[Collected data]
┌────────

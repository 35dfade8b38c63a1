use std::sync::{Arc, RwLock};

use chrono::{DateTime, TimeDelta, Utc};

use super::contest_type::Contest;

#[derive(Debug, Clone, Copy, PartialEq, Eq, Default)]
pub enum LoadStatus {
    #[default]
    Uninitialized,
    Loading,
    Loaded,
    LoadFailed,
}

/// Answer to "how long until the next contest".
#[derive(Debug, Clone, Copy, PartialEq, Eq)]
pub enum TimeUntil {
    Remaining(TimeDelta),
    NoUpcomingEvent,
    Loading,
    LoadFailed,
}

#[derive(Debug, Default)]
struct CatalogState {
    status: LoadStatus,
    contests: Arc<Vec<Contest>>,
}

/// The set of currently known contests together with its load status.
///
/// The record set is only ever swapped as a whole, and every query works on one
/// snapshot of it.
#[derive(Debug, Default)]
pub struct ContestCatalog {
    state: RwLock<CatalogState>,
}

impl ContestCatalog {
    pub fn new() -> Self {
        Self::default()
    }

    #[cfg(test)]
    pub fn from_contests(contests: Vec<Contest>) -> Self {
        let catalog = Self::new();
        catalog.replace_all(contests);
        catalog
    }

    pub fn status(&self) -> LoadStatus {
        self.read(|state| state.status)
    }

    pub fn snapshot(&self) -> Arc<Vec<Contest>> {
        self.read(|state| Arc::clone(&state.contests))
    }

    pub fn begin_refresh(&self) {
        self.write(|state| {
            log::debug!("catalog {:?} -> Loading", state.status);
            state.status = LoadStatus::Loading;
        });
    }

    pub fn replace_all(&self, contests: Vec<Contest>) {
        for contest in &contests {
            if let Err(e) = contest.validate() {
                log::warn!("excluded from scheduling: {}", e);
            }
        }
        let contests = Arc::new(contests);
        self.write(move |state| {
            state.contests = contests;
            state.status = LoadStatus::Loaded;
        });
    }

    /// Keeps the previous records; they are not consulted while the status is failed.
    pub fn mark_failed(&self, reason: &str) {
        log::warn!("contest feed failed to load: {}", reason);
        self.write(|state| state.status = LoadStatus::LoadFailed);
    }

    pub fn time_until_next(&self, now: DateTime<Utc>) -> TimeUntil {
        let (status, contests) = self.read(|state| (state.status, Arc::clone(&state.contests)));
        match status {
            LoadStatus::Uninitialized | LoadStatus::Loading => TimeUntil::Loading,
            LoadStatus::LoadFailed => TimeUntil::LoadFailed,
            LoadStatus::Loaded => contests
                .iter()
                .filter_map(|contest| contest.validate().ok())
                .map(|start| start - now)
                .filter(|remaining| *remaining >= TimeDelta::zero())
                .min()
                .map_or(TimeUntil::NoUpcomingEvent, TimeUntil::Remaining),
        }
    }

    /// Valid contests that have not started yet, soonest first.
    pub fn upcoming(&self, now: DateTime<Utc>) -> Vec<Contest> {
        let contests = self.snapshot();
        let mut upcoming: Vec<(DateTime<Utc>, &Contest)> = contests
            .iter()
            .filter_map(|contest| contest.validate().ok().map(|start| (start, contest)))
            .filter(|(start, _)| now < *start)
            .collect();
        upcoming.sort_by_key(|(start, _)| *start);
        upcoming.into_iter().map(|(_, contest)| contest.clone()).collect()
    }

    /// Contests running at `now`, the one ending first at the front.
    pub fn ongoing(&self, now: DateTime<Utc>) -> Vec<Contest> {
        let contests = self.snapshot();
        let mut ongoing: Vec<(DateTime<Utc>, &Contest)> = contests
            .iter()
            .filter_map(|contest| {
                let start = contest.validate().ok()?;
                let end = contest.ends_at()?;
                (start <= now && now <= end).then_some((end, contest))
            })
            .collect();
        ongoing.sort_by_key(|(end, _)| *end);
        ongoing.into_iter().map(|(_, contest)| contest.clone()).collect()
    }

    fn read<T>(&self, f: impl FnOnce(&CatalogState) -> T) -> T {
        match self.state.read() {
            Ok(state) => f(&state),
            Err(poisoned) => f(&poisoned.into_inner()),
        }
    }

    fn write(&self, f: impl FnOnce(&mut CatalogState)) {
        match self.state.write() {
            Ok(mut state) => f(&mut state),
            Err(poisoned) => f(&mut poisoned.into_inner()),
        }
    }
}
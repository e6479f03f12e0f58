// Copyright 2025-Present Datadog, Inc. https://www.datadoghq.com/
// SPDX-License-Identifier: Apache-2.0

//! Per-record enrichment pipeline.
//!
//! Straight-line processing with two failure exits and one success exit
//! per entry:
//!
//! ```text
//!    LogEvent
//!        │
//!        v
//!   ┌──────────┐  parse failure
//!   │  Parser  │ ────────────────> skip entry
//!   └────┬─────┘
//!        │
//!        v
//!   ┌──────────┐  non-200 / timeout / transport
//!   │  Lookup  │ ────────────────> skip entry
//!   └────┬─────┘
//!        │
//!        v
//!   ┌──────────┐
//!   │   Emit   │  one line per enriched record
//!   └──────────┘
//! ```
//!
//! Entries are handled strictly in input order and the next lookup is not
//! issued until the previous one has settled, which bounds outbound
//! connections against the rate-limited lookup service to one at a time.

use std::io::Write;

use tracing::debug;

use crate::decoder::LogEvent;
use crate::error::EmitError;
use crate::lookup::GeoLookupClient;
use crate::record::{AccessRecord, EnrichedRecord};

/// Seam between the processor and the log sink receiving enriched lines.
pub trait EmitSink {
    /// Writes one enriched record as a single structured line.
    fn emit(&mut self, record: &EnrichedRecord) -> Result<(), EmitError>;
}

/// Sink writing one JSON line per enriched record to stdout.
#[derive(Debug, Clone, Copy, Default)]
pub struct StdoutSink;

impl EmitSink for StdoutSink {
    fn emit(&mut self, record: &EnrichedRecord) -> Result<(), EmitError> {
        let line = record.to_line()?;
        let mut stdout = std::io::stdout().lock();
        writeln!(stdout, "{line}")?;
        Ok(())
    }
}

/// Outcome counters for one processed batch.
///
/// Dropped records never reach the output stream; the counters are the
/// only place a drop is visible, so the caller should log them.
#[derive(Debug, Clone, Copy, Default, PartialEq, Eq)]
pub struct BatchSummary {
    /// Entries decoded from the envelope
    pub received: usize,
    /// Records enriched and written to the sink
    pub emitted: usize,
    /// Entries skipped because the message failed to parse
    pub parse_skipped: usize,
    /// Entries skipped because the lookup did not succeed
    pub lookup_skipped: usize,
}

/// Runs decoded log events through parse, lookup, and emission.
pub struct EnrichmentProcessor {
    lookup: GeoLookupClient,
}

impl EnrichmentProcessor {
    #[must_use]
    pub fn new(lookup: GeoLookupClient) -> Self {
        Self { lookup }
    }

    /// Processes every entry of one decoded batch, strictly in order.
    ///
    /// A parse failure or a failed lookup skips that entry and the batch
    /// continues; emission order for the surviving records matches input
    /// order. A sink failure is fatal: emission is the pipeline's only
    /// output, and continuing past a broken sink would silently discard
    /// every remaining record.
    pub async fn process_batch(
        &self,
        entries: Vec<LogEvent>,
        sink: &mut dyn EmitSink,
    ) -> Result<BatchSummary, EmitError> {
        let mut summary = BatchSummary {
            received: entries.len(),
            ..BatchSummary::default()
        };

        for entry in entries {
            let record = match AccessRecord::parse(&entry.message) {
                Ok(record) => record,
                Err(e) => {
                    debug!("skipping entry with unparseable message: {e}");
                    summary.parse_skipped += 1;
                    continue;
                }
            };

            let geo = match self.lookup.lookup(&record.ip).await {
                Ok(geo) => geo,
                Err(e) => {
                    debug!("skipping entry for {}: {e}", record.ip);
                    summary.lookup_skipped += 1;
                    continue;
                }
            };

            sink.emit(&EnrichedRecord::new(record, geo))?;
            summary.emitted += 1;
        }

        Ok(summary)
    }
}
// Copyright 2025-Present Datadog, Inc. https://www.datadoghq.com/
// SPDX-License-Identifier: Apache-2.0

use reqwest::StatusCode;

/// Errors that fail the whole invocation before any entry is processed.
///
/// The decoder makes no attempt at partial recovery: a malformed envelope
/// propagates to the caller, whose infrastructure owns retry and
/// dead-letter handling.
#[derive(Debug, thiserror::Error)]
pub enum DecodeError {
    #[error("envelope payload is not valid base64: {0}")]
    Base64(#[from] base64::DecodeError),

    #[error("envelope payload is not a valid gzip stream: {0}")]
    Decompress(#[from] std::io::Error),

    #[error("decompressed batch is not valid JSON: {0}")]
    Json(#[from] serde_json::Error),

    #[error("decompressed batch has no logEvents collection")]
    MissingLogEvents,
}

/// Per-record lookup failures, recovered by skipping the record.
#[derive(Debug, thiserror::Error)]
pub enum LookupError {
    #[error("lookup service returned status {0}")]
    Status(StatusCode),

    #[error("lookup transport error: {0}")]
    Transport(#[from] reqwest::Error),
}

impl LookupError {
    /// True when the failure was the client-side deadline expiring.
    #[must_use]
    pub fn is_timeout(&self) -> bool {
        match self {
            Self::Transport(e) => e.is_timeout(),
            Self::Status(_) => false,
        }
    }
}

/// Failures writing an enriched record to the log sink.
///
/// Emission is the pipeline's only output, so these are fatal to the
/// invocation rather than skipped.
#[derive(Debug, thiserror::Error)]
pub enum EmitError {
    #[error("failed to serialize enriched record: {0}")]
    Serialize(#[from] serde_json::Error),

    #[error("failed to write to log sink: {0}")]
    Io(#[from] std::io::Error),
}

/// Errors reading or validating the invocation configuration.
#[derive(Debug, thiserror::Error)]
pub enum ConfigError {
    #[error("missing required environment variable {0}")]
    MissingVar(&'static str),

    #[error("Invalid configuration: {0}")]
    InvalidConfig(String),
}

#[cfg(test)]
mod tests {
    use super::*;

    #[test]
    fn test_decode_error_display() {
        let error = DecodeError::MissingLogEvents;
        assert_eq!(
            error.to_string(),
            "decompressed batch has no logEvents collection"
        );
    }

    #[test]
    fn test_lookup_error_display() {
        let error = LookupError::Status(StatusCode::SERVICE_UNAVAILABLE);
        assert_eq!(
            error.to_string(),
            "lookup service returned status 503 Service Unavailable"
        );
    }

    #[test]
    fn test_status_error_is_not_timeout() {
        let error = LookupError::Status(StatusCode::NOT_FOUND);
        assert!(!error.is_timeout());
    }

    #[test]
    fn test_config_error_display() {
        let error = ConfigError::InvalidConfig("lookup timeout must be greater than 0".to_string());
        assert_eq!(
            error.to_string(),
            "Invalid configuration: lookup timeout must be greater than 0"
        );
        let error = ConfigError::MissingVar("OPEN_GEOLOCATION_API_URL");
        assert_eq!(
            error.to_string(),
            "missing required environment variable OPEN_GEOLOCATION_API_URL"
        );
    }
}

└────────

**What you should do:**
Given the data above, transcribe exactly the lines from the one containing "use crate::decoder::LogEvent;" down to the one containing "single structured line.", and no others.

**Answer section:**
use crate::decoder::LogEvent;
use crate::error::EmitError;
use crate::lookup::GeoLookupClient;
use crate::record::{AccessRecord, EnrichedRecord};

/// Seam between the processor and the log sink receiving enriched lines.
pub trait EmitSink {
    /// Writes one enriched record as a single structured line.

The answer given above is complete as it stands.